When Heather Mills made a spectacle out of herself on worldwide television recently, I found it difficult to sympathise with her. Quite simply, she was out of control: “on a frolic of her own”, as lawyers are wont to say. She has become mired in a mixture of self-pity, anger, self-righteousness and the injustice of an imagined nightmare endured in front of the world. Aligning herself with the McCann family and the late Princess of Wales, she seemed to be saying to us: “You have pity on them – have pity on me”.
Ms Mills is playing out her role as abandoned wife for all she is worth. She has her side of the story to tell, and I have no doubt at all that she believes every word she says. She has been lambasted in the media, but her efforts are producing results: the image of Sir Paul, a national treasure, has now been tarnished.
I think she intends to continue – and make a fortune into the bargain. From a legal perspective, however, Heather Mills is pushing her luck to the limit. She is not supposed to discuss her marriage until the case is over. In all probability, speaking out has already cost her a small fortune in her settlement.
Last year, in an article written for The Times, I suggested that Sir Paul should pay up generously and fast, to gag his errant wife for his own sake and for that of his family. Sadly, this never happened; the damage has been done and is likely to worsen. Will Sir Paul be able to stop her- permanently – in the court battle to come? Last year I might have said no, but her uncontrolled display has led me to reconsider this prospect.

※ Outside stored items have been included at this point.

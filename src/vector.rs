//! Distributed vectors.
//!
//! A [`DeviceVector`] splits a sequence into contiguous partitions, one per
//! queue. Adjacent queues own adjacent index ranges:
//!
//! ```text
//! queue 0        queue 1        queue 2
//! [0 ..... s1)   [s1 ..... s2)  [s2 ..... len)
//! ```

use std::fmt;

use crate::config::ConfigError;
use crate::device::{Buffer, Event, HostBuffer, Queue};
use crate::error::{StencilError, StencilResult};
use crate::scalar::Scalar;

/// A vector partitioned across devices.
///
/// # Example
///
/// ```rust,no_run
/// use haloconv::config::PlatformOptions;
/// use haloconv::device::Platform;
/// use haloconv::DeviceVector;
///
/// let platform = Platform::init(PlatformOptions::uniform(2)).unwrap();
/// let v = DeviceVector::from_slice(platform.queues(), &[1.0f32, 2.0, 3.0, 4.0, 5.0]).unwrap();
/// assert_eq!(v.partition(), vec![3, 2]);
/// assert_eq!(v.to_vec().unwrap(), vec![1.0, 2.0, 3.0, 4.0, 5.0]);
/// ```
pub struct DeviceVector<T> {
    queues: Vec<Queue>,
    parts: Vec<Buffer<T>>,
    offsets: Vec<usize>,
}

/// Even split: every device but the last gets `ceil(len / devices)`.
pub fn even_partition(len: usize, devices: usize) -> Vec<usize> {
    if devices == 0 {
        return Vec::new();
    }
    let chunk = (len + devices - 1) / devices;
    (0..devices)
        .map(|d| len.min((d + 1) * chunk).saturating_sub(d * chunk))
        .collect()
}

impl<T: Scalar> DeviceVector<T> {
    /// Zero-filled vector of `len` elements split evenly over `queues`.
    pub fn new(queues: &[Queue], len: usize) -> StencilResult<Self> {
        Self::with_partition(queues, &even_partition(len, queues.len()))
    }

    /// Zero-filled vector with explicit partition sizes, one per queue.
    ///
    /// # Errors
    ///
    /// - [`ConfigError::EmptyQueueList`] if `queues` is empty.
    /// - [`StencilError::ShapeMismatch`] if `sizes` and `queues` differ in length.
    pub fn with_partition(queues: &[Queue], sizes: &[usize]) -> StencilResult<Self> {
        if queues.is_empty() {
            return Err(ConfigError::EmptyQueueList.into());
        }
        if sizes.len() != queues.len() {
            return Err(StencilError::shape_mismatch(queues.len(), sizes.len()));
        }

        let mut offsets = Vec::with_capacity(sizes.len() + 1);
        offsets.push(0);
        for size in sizes {
            offsets.push(offsets[offsets.len() - 1] + size);
        }

        let parts = queues
            .iter()
            .zip(sizes)
            .map(|(q, &size)| Buffer::new(q.context(), size))
            .collect::<StencilResult<Vec<_>>>()?;
        Ok(Self {
            queues: queues.to_vec(),
            parts,
            offsets,
        })
    }

    /// Vector holding `data`, split evenly.
    pub fn from_slice(queues: &[Queue], data: &[T]) -> StencilResult<Self> {
        let v = Self::new(queues, data.len())?;
        v.write(data)?;
        Ok(v)
    }

    /// Vector holding `data` with explicit partition sizes.
    pub fn from_slice_partitioned(queues: &[Queue], data: &[T], sizes: &[usize]) -> StencilResult<Self> {
        let v = Self::with_partition(queues, sizes)?;
        v.write(data)?;
        Ok(v)
    }

    /// Zero-filled vector with the same queues and partition as `self`.
    pub fn like(&self) -> StencilResult<Self> {
        Self::with_partition(&self.queues, &self.partition())
    }

    /// Overwrites the whole vector.
    pub fn write(&self, data: &[T]) -> StencilResult<()> {
        if data.len() != self.len() {
            return Err(StencilError::shape_mismatch(self.len(), data.len()));
        }
        let events = self
            .parts()
            .filter(|(_, buf)| !buf.is_empty())
            .map(|(d, buf)| {
                let range = self.offsets[d]..self.offsets[d + 1];
                self.queues[d].enqueue_write_buffer(buf, 0, data[range].to_vec(), &[])
            })
            .collect::<StencilResult<Vec<Event>>>()?;
        Event::wait_all(&events)
    }

    /// Sets every element to `value`.
    pub fn fill(&self, value: T) -> StencilResult<()> {
        self.write(&vec![value; self.len()])
    }

    /// Copies the vector to the host, waiting for all pending work.
    ///
    /// # Errors
    ///
    /// Reports any command failure on the vector's queues, including earlier
    /// kernel launches.
    pub fn to_vec(&self) -> StencilResult<Vec<T>> {
        let host = HostBuffer::new(self.len());
        let events = self
            .parts()
            .filter(|(_, buf)| !buf.is_empty())
            .map(|(d, buf)| self.queues[d].enqueue_read_buffer(buf, 0, buf.len(), &host, self.offsets[d], &[]))
            .collect::<StencilResult<Vec<Event>>>()?;
        Event::wait_all(&events)?;
        for queue in &self.queues {
            queue.finish()?;
        }
        Ok(host.to_vec())
    }

    /// Copies `src` into `self` device by device.
    pub fn copy_from(&self, src: &DeviceVector<T>) -> StencilResult<()> {
        self.check_layout(src)?;
        for (d, buf) in self.parts() {
            if !buf.is_empty() {
                self.queues[d].enqueue_copy_buffer(src.buffer(d), buf, &[])?;
            }
        }
        Ok(())
    }
}

impl<T> DeviceVector<T> {
    /// Total number of elements.
    #[inline]
    pub fn len(&self) -> usize {
        self.offsets[self.offsets.len() - 1]
    }

    /// Returns `true` if the vector holds no elements.
    #[inline]
    pub fn is_empty(&self) -> bool {
        self.len() == 0
    }

    /// Queues in device order.
    #[inline]
    pub fn queues(&self) -> &[Queue] {
        &self.queues
    }

    /// Number of devices.
    #[inline]
    pub fn devices(&self) -> usize {
        self.queues.len()
    }

    /// Elements owned by device `d`.
    #[inline]
    pub fn part_size(&self, d: usize) -> usize {
        self.offsets[d + 1] - self.offsets[d]
    }

    /// Global index of the first element of device `d`.
    #[inline]
    pub fn part_start(&self, d: usize) -> usize {
        self.offsets[d]
    }

    /// Partition sizes in device order.
    pub fn partition(&self) -> Vec<usize> {
        (0..self.devices()).map(|d| self.part_size(d)).collect()
    }

    /// Buffer of device `d`.
    #[inline]
    pub fn buffer(&self, d: usize) -> &Buffer<T> {
        &self.parts[d]
    }

    fn parts(&self) -> impl Iterator<Item = (usize, &Buffer<T>)> {
        self.parts.iter().enumerate()
    }

    /// Checks that `other` lives on the same queues with the same partition.
    pub(crate) fn check_layout<U>(&self, other: &DeviceVector<U>) -> StencilResult<()> {
        if other.len() != self.len() {
            return Err(StencilError::shape_mismatch(self.len(), other.len()));
        }
        if other.devices() != self.devices() {
            return Err(StencilError::device(format!(
                "Invalid mem object: vector spans {} devices, expected {}",
                other.devices(),
                self.devices()
            )));
        }
        for d in 0..self.devices() {
            if other.part_size(d) != self.part_size(d) {
                return Err(StencilError::shape_mismatch(self.part_size(d), other.part_size(d)));
            }
        }
        Ok(())
    }

    /// Returns `true` if any partition of `other` shares memory with `self`.
    pub(crate) fn shares_buffers<U>(&self, other: &DeviceVector<U>) -> bool {
        self.parts
            .iter()
            .any(|a| other.parts.iter().any(|b| a.id() == b.id()))
    }
}

impl<T> fmt::Debug for DeviceVector<T> {
    fn fmt(&self, f: &mut fmt::Formatter<'_>) -> fmt::Result {
        f.debug_struct("DeviceVector")
            .field("len", &self.len())
            .field("partition", &self.partition())
            .finish()
    }
}

#[cfg(test)]
mod tests {
    use super::*;
    use crate::config::PlatformOptions;
    use crate::device::Platform;

    #[test]
    fn test_even_partition() {
        assert_eq!(even_partition(5, 2), vec![3, 2]);
        assert_eq!(even_partition(9, 3), vec![3, 3, 3]);
        assert_eq!(even_partition(2, 3), vec![1, 1, 0]);
        assert_eq!(even_partition(0, 2), vec![0, 0]);
        assert!(even_partition(4, 0).is_empty());
    }

    #[test]
    #[ignore = "Requires GPU"]
    fn test_explicit_partition() {
        let platform = Platform::init(PlatformOptions::uniform(3)).unwrap();
        let data: Vec<i64> = (0..10).collect();
        let v = DeviceVector::from_slice_partitioned(platform.queues(), &data, &[2, 0, 8]).unwrap();
        assert_eq!(v.part_start(2), 2);
        assert_eq!(v.part_size(1), 0);
        assert_eq!(v.to_vec().unwrap(), data);
        assert!(DeviceVector::<i64>::with_partition(platform.queues(), &[1, 2]).is_err());
    }

    #[test]
    #[ignore = "Requires GPU"]
    fn test_copy_and_layout_checks() {
        let platform = Platform::init(PlatformOptions::uniform(2)).unwrap();
        let a = DeviceVector::from_slice(platform.queues(), &[1.0f64, 2.0, 3.0]).unwrap();
        let b = a.like().unwrap();
        b.copy_from(&a).unwrap();
        assert_eq!(b.to_vec().unwrap(), vec![1.0, 2.0, 3.0]);
        assert!(!a.shares_buffers(&b));
        assert!(a.shares_buffers(&a));

        let c = DeviceVector::<f64>::new(platform.queues(), 4).unwrap();
        assert!(c.copy_from(&a).is_err());
        assert!(a.write(&[1.0]).is_err());
    }
}
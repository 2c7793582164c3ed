//! Scoped build configuration.
//!
//! Every device has two independent LIFO stacks: extra compiler flags and
//! header text prepended to generated programs. The top of each stack is read
//! when a program is compiled, so changes never affect programs that are
//! already cached.
//!
//! # Example
//!
//! ```rust,no_run
//! use haloconv::config::PlatformOptions;
//! use haloconv::device::Platform;
//! use haloconv::options::{BuildOptions, OptionKind};
//!
//! let platform = Platform::init(PlatformOptions::uniform(2)).unwrap();
//! let options = BuildOptions::new();
//! {
//!     let _guard = options.scoped(platform.queues(), OptionKind::CompileFlags, "-DFAST=1");
//!     let device = platform.queues()[1].device();
//!     assert_eq!(options.get(device, OptionKind::CompileFlags), "-DFAST=1");
//! }
//! assert_eq!(options.get(platform.queues()[0].device(), OptionKind::CompileFlags), "");
//! ```

use std::collections::HashMap;
use std::fmt;

use parking_lot::Mutex;

use crate::device::{Device, DeviceId, Queue};

/// Which stack an entry belongs to.
#[derive(Debug, Clone, Copy, PartialEq, Eq, Hash)]
pub enum OptionKind {
    /// Extra compiler flags.
    CompileFlags,
    /// Text prepended to every generated program.
    ProgramHeader,
}

/// Per-device stacks of compiler flags and program headers.
#[derive(Default)]
pub struct BuildOptions {
    stacks: Mutex<HashMap<(DeviceId, OptionKind), Vec<String>>>,
}

impl BuildOptions {
    /// Creates empty stacks.
    pub fn new() -> Self {
        Self::default()
    }

    /// Pushes `text` onto the device's stack.
    pub fn push<S: Into<String>>(&self, device: &Device, kind: OptionKind, text: S) {
        self.stacks
            .lock()
            .entry((device.id(), kind))
            .or_default()
            .push(text.into());
    }

    /// Removes the most recent entry; no-op if the stack is empty.
    pub fn pop(&self, device: &Device, kind: OptionKind) {
        let mut stacks = self.stacks.lock();
        if let Some(stack) = stacks.get_mut(&(device.id(), kind)) {
            stack.pop();
            if stack.is_empty() {
                stacks.remove(&(device.id(), kind));
            }
        }
    }

    /// Top of the device's stack, or an empty string.
    pub fn get(&self, device: &Device, kind: OptionKind) -> String {
        self.stacks
            .lock()
            .get(&(device.id(), kind))
            .and_then(|stack| stack.last().cloned())
            .unwrap_or_default()
    }

    /// Number of entries on the device's stack.
    pub fn depth(&self, device: &Device, kind: OptionKind) -> usize {
        self.stacks
            .lock()
            .get(&(device.id(), kind))
            .map_or(0, Vec::len)
    }

    /// Pushes `text` for the device of every queue.
    pub fn push_all(&self, queues: &[Queue], kind: OptionKind, text: &str) {
        for queue in queues {
            self.push(queue.device(), kind, text);
        }
    }

    /// Pops once for the device of every queue.
    pub fn pop_all(&self, queues: &[Queue], kind: OptionKind) {
        for queue in queues {
            self.pop(queue.device(), kind);
        }
    }

    /// Pushes `text` for every queue's device and pops it again when the
    /// returned guard is dropped.
    #[must_use = "the entries are popped when the guard is dropped"]
    pub fn scoped(&self, queues: &[Queue], kind: OptionKind, text: &str) -> ScopedOptions<'_> {
        self.push_all(queues, kind, text);
        ScopedOptions {
            options: self,
            devices: queues.iter().map(|q| q.device().clone()).collect(),
            kind,
        }
    }
}

impl fmt::Debug for BuildOptions {
    fn fmt(&self, f: &mut fmt::Formatter<'_>) -> fmt::Result {
        f.debug_struct("BuildOptions")
            .field("stacks", &self.stacks.lock().len())
            .finish()
    }
}

/// Guard returned by [`BuildOptions::scoped`].
pub struct ScopedOptions<'a> {
    options: &'a BuildOptions,
    devices: Vec<Device>,
    kind: OptionKind,
}

impl Drop for ScopedOptions<'_> {
    fn drop(&mut self) {
        for device in &self.devices {
            self.options.pop(device, self.kind);
        }
    }
}
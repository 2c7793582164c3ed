//! WGSL source of the convolution kernels.
//!
//! Kernel bodies are written against a `real` element type. A program is
//! assembled as:
//!
//! 1. [`STANDARD_HEADER`] (banner only)
//! 2. the per-device header text from the build configuration
//! 3. the prelude: `alias real = <element>;`, `ZERO`, the work-group size
//!    and the workgroup scratch array `loc`
//! 4. for generalized programs, `fn transform(v: real) -> real`
//! 5. the launch uniform, the bindings and the kernel bodies
//!
//! Every program is generated text only; nothing is written to disk.
//!
//! # Bindings
//!
//! | Binding | Name | Access |
//! |---------|------|--------|
//! | 0 | `launch` | uniform |
//! | 1 | `x` | read |
//! | 2 | `s` | read |
//! | 3 | `y` | read_write |
//! | 4 | `h` | read |
//!
//! Every entry point runs `WORK_GROUP_SIZE` invocations per group; lanes at
//! or beyond `launch.block` stay idle but still reach each barrier.

use crate::config::MAX_WORK_GROUP_SIZE;
use crate::device::{prev_power_of_two, Device};
use crate::scalar::{Real, Scalar};
use crate::transform::Transform;

/// Interior kernel staging the window in local memory.
pub const STENCIL_INTERIOR_FAST: &str = "stencil_interior_fast";

/// Interior kernel reading global memory directly.
pub const STENCIL_INTERIOR_FALLBACK: &str = "stencil_interior_fallback";

/// Additive edge correction for the plain filter.
pub const STENCIL_BOUNDARY: &str = "stencil_boundary";

/// Interior kernel of the generalized filter.
pub const GSTENCIL_INTERIOR: &str = "gstencil_interior";

/// Edge kernel of the generalized filter.
pub const GSTENCIL_BOUNDARY: &str = "gstencil_boundary";

/// Banner opening every generated program.
pub const STANDARD_HEADER: &str = "// haloconv generated program\n";

/// Work-group size and scratch capacity baked into a program.
#[derive(Debug, Clone, Copy, PartialEq, Eq)]
pub struct ProgramLayout {
    /// `@workgroup_size` of every entry point.
    pub work_group_size: usize,
    /// Elements of the workgroup scratch array.
    pub local_capacity: usize,
}

impl ProgramLayout {
    /// Layout with explicit sizes (both at least 1).
    pub fn new(work_group_size: usize, local_capacity: usize) -> Self {
        Self {
            work_group_size: work_group_size.max(1),
            local_capacity: local_capacity.max(1),
        }
    }

    /// Layout fitting every device of a context for elements of
    /// `elem_size` bytes.
    pub fn for_devices(devices: &[Device], elem_size: usize) -> Self {
        let work_group_size = devices
            .iter()
            .map(Device::max_work_group_size)
            .fold(MAX_WORK_GROUP_SIZE, usize::min);
        let local_capacity = devices
            .iter()
            .map(|d| d.spec().available_local_mem() / elem_size.max(1))
            .min()
            .unwrap_or(0);
        Self::new(prev_power_of_two(work_group_size), local_capacity)
    }
}

/// Plain filter kernels.
///
/// # Local memory (fast kernel)
///
/// `[stencil: L][left halo][block][right halo]`, i.e.
/// `block + 2 * (lhalo + rhalo) + 1` elements.
pub const STENCIL_KERNELS: &str = r#"
struct Launch {
    block: u32,
    n: u32,
    lhalo: u32,
    rhalo: u32,
    has_left: u32,
    has_right: u32,
    alpha: real,
    beta: real,
}

@group(0) @binding(0) var<uniform> launch: Launch;
@group(0) @binding(1) var<storage, read> x: array<real>;
@group(0) @binding(2) var<storage, read> s: array<real>;
@group(0) @binding(3) var<storage, read_write> y: array<real>;
@group(0) @binding(4) var<storage, read> h: array<real>;

fn blend(g: u32, sum: real) {
    if launch.alpha != ZERO {
        y[g] = launch.alpha * y[g] + launch.beta * sum;
    } else {
        y[g] = launch.beta * sum;
    }
}

@compute @workgroup_size(WORK_GROUP_SIZE)
fn stencil_interior_fast(
    @builtin(local_invocation_id) lid: vec3<u32>,
    @builtin(workgroup_id) wid: vec3<u32>,
) {
    let block = launch.block;
    let n = launch.n;
    let lhalo = launch.lhalo;
    let rhalo = launch.rhalo;
    let width = lhalo + rhalo + 1u;
    let base = width + lhalo;
    let l = lid.x;
    let g = wid.x * block + l;

    if l < block {
        for (var k = l; k < width; k += block) {
            loc[k] = s[k];
        }
        if g < n {
            loc[base + l] = x[g];
        }
        // Halo slots are keyed on the source index, not on g.
        if l < lhalo && g >= lhalo && g - lhalo < n {
            loc[base + l - lhalo] = x[g - lhalo];
        }
        if l + rhalo >= block && g + rhalo < n {
            loc[base + l + rhalo] = x[g + rhalo];
        }
    }

    workgroupBarrier();

    if l < block && g < n {
        var sum = ZERO;
        for (var k = 0u; k < width; k++) {
            let p = g + k;
            if p >= lhalo && p - lhalo < n {
                sum += loc[k] * loc[base + l + k - lhalo];
            }
        }
        blend(g, sum);
    }
}

@compute @workgroup_size(WORK_GROUP_SIZE)
fn stencil_interior_fallback(
    @builtin(local_invocation_id) lid: vec3<u32>,
    @builtin(workgroup_id) wid: vec3<u32>,
) {
    let n = launch.n;
    let lhalo = launch.lhalo;
    let width = lhalo + launch.rhalo + 1u;
    let g = wid.x * launch.block + lid.x;
    if lid.x >= launch.block || g >= n {
        return;
    }

    var sum = ZERO;
    for (var k = 0u; k < width; k++) {
        let p = g + k;
        if p >= lhalo && p - lhalo < n {
            sum += s[k] * x[p - lhalo];
        }
    }
    blend(g, sum);
}

// One lane per edge output: lanes [0, lhalo) take the head of the
// partition, lanes [lhalo, lhalo + rhalo) the tail. Tail outputs that are
// also head outputs belong to the head lane.
@compute @workgroup_size(WORK_GROUP_SIZE)
fn stencil_boundary(
    @builtin(local_invocation_id) lid: vec3<u32>,
    @builtin(workgroup_id) wid: vec3<u32>,
) {
    let n = launch.n;
    let lhalo = launch.lhalo;
    let rhalo = launch.rhalo;
    let width = lhalo + rhalo + 1u;
    let i = wid.x * launch.block + lid.x;
    if lid.x >= launch.block || i >= lhalo + rhalo {
        return;
    }

    var j = i;
    if i >= lhalo {
        j = n - rhalo + (i - lhalo);
        if j < lhalo {
            return;
        }
    }

    var sum = ZERO;
    for (var k = 0u; k < width; k++) {
        let p = j + k;
        if p < lhalo {
            var v = x[0];
            if launch.has_left != 0u {
                v = h[p];
            }
            sum += s[k] * v;
        } else if p >= n + lhalo {
            var v = x[n - 1u];
            if launch.has_right != 0u {
                v = h[p - n];
            }
            sum += s[k] * v;
        }
    }
    y[j] += launch.beta * sum;
}
"#;

/// Generalized filter kernels.
///
/// Output `i` is `sum_k F(sum_j S[k][j] * x[i + j - lhalo])` where `F` is
/// `transform`. The boundary kernel runs as a single work-group and reuses
/// one local window for both edges.
pub const GSTENCIL_KERNELS: &str = r#"
struct Launch {
    block: u32,
    n: u32,
    rows: u32,
    cols: u32,
    lhalo: u32,
    rhalo: u32,
    has_left: u32,
    has_right: u32,
    alpha: real,
    beta: real,
}

@group(0) @binding(0) var<uniform> launch: Launch;
@group(0) @binding(1) var<storage, read> x: array<real>;
@group(0) @binding(2) var<storage, read> s: array<real>;
@group(0) @binding(3) var<storage, read_write> y: array<real>;
@group(0) @binding(4) var<storage, read> h: array<real>;

fn blend(g: u32, sum: real) {
    if launch.alpha != ZERO {
        y[g] = launch.alpha * y[g] + launch.beta * sum;
    } else {
        y[g] = launch.beta * sum;
    }
}

@compute @workgroup_size(WORK_GROUP_SIZE)
fn gstencil_interior(
    @builtin(local_invocation_id) lid: vec3<u32>,
    @builtin(workgroup_id) wid: vec3<u32>,
) {
    let block = launch.block;
    let n = launch.n;
    let rows = launch.rows;
    let cols = launch.cols;
    let lhalo = launch.lhalo;
    let rhalo = launch.rhalo;
    let taps = rows * cols;
    let base = taps + lhalo;
    let l = lid.x;
    let g = wid.x * block + l;

    if l < block {
        for (var k = l; k < taps; k += block) {
            loc[k] = s[k];
        }
        if g < n {
            loc[base + l] = x[g];
        }
        if l < lhalo && g >= lhalo && g - lhalo < n {
            loc[base + l - lhalo] = x[g - lhalo];
        }
        if l + rhalo >= block && g + rhalo < n {
            loc[base + l + rhalo] = x[g + rhalo];
        }
    }

    workgroupBarrier();

    if l < block && g >= lhalo && g + rhalo < n {
        var total = ZERO;
        for (var r = 0u; r < rows; r++) {
            var acc = ZERO;
            for (var c = 0u; c < cols; c++) {
                acc += loc[r * cols + c] * loc[base + l + c - lhalo];
            }
            total += transform(acc);
        }
        blend(g, total);
    }
}

fn row_sums(i: u32) -> real {
    var total = ZERO;
    for (var r = 0u; r < launch.rows; r++) {
        var acc = ZERO;
        for (var c = 0u; c < launch.cols; c++) {
            acc += s[r * launch.cols + c] * loc[i + c];
        }
        total += transform(acc);
    }
    return total;
}

@compute @workgroup_size(WORK_GROUP_SIZE)
fn gstencil_boundary(@builtin(local_invocation_id) lid: vec3<u32>) {
    let block = launch.block;
    let n = launch.n;
    let lhalo = launch.lhalo;
    let rhalo = launch.rhalo;
    let l = lid.x;

    if l < block {
        for (var i = l; i < 2u * lhalo + rhalo; i += block) {
            if i >= lhalo {
                loc[i] = x[i - lhalo];
            } else if launch.has_left != 0u {
                loc[i] = h[i];
            } else {
                loc[i] = x[0];
            }
        }
    }

    workgroupBarrier();

    if l < block {
        for (var i = l; i < lhalo; i += block) {
            blend(i, row_sums(i));
        }
    }

    workgroupBarrier();

    let start = n - rhalo - lhalo;
    if l < block {
        for (var i = l; i < lhalo + 2u * rhalo; i += block) {
            let p = start + i;
            if p < n {
                loc[i] = x[p];
            } else if launch.has_right != 0u {
                loc[i] = h[lhalo + p - n];
            } else {
                loc[i] = x[n - 1u];
            }
        }
    }

    workgroupBarrier();

    if l < block {
        for (var i = l; i < rhalo; i += block) {
            blend(n - rhalo + i, row_sums(i));
        }
    }
}
"#;

fn program_prologue<T: Scalar>(header: &str, layout: &ProgramLayout) -> String {
    let mut src = String::with_capacity(STANDARD_HEADER.len() + header.len() + 8192);
    src.push_str(STANDARD_HEADER);
    src.push_str(header);
    if !header.is_empty() && !header.ends_with('\n') {
        src.push('\n');
    }
    src.push_str(&format!(
        "\nalias real = {};\nconst ZERO: real = {};\nconst WORK_GROUP_SIZE: u32 = {}u;\nconst LOCAL_CAPACITY: u32 = {}u;\nvar<workgroup> loc: array<real, LOCAL_CAPACITY>;\n",
        T::DEVICE_NAME,
        T::ZERO_LITERAL,
        layout.work_group_size,
        layout.local_capacity
    ));
    src
}

/// Source of the plain filter program for element type `T`.
pub fn stencil_program<T: Scalar>(header: &str, layout: &ProgramLayout) -> String {
    let mut src = program_prologue::<T>(header, layout);
    src.push_str(STENCIL_KERNELS);
    src
}

/// Source of the generalized filter program for element type `T` and the
/// given transform.
pub fn gstencil_program<T: Real>(header: &str, layout: &ProgramLayout, transform: Transform) -> String {
    let mut src = program_prologue::<T>(header, layout);
    src.push_str(&transform.device_source());
    src.push_str(GSTENCIL_KERNELS);
    src
}
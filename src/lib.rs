//! # haloconv - Distributed Stencil Convolution
//!
//! Applies 1-D stencils and banded generalized filters to vectors
//! partitioned across several devices. Each device convolves its own
//! partition; the few outputs that depend on a neighbour's data are fixed up
//! after a halo exchange.
//!
//! ## Architecture
//! - [`device`]: `wgpu` platform with in-order queues, events, buffers and
//!   WGSL programs validated by `naga`
//! - [`compile`]: compile-once kernel cache keyed by element type, transform
//!   and context
//! - [`planner`]: work-group sizing against the device's local memory
//! - [`stencil`] / [`gstencil`]: interior kernel, halo exchange, boundary kernel
//! - [`expr`]: `y.assign(&z + &s * &x)` style expressions
//!
//! ## Usage
//! ```rust,no_run
//! use std::sync::Arc;
//!
//! use haloconv::config::PlatformOptions;
//! use haloconv::device::Platform;
//! use haloconv::{CompilationService, DeviceVector, Stencil};
//!
//! # fn main() -> Result<(), Box<dyn std::error::Error>> {
//! let platform = Platform::init(PlatformOptions::uniform(2))?;
//! let service = Arc::new(CompilationService::new());
//!
//! let smooth = Stencil::from_weights(service, platform.queues(), &[0.25f32, 0.5, 0.25], 1)?;
//! let x = DeviceVector::from_slice(platform.queues(), &[0.0, 4.0, 8.0, 4.0, 0.0])?;
//! let y = x.like()?;
//!
//! y.assign(&smooth * &x)?;
//! assert_eq!(y.to_vec()?, vec![1.0, 4.0, 6.0, 4.0, 1.0]);
//! # Ok(())
//! # }
//! ```

pub mod compile;
pub mod config;
pub mod device;
pub mod error;
pub mod expr;
pub mod filter;
pub mod gstencil;
pub mod options;
pub mod planner;
pub mod scalar;
pub mod source;
pub mod stencil;
pub mod transform;
pub mod vector;

mod halo;

// Re-exports
pub use compile::CompilationService;
pub use config::{ConfigError, DeviceSpec, PlatformOptions};
pub use error::{StencilError, StencilResult};
pub use expr::{BinaryOp, Expr};
pub use filter::{FilterDescriptor, MatrixDescriptor};
pub use gstencil::GeneralizedStencil;
pub use options::{BuildOptions, OptionKind};
pub use scalar::{Real, Scalar};
pub use stencil::{Convolve, Stencil};
pub use transform::Transform;
pub use vector::DeviceVector;

/// Library version
pub const VERSION: &str = env!("CARGO_PKG_VERSION");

Undoubtedly, Ms Mills has the right to freedom of expression. However, under Article 8 of the European Convention for the Protection of Human Rights and Fundamental Freedoms 1950, Sir Paul and his family from his first marriage have a right to a private life too. Under the Protection from Harassment Act 1997, they also have the right to protection from harassment. Therefore they can ask the court to make a permanent injunction, to stop Ms Mills washing the family’s dirty laundry in public.
The court must play a balancing act between parties’ competing rights. It isn’t easy – as J K Rowling has discovered. The Harry Potter author was unable to protect the privacy of her child and keep a newspaper from publishing photograph taken as mother and child walked down a street. In another case, however, when a husband wanted to sell the story of his wife’s adultery with a well-known person to the media, the court held that freedom of speech should only be constrained if it is necessary to do so. In that case they made an order to stop him.
Now the court too must decide if there is a genuine public interest in the disclosure of Ms Mill’s story. Its decision will be based upon her right to freedom of speech, and not to sell “tittle tattle”, or to act out of spite or out of the desire to make money, and in that regard they will consider also the balancing factor, the likely impact on Sir Paul’s – and his children’s – right to family life.
This task would prove difficult for any judge since Sir Paul is already regarded as “public property” and his first marriage was supposedly a very happy one. Ms Mills may seek to argue otherwise in an effort to bolster her own case. The outcome is likely to be appealed by the unsuccessful litigant, up to the House of Lords – or even to the European Court of Human Rights. Naomi Campbell appealed to the House of Lords seeking privacy, and was ultimately successful. Princess Caroline of Monaco also made a successful application for privacy. It can be done: in some cases, my clients have obtained “gagging orders” as part of their settlements, having also obtained interim injunctions beforehand.
I suspect that because Ms Mills has already splashed nasty allegations all over the world, she will be injuncted by the court from making any further disclosure. Her recent behaviour has hardly helped her cause. If she is injuncted, there are ways round the order, which include broadcasting or publishing material overseas. However, such actions would be contempt of court in this country, and liable to punishment by imprisonment. This would be all very well if she intended to leave England for good, but because her young daughter Beatrice is still within the court’s jurisdiction – and may not leave without the consent of her father or a court – it is unlikely that Heather Mills would put herself in such a position. Unless of course Beatrice was to reside permanently with her father and, given Ms Mills’ recent conduct, that possibility too should not be discounted.
To my mind, this part of the case could be much more interesting than the size of her eventual settlement. Before he began divorce proceedings, and before Heather Mills began her campaign to fight back and ‘validate’ her side of the story, Sir Paul was apparently untouchable, and well-placed to settle amicably. What a pity that the former Beatle did not fully protect the value of his reputation and the McCartney family’s reputation from the outset.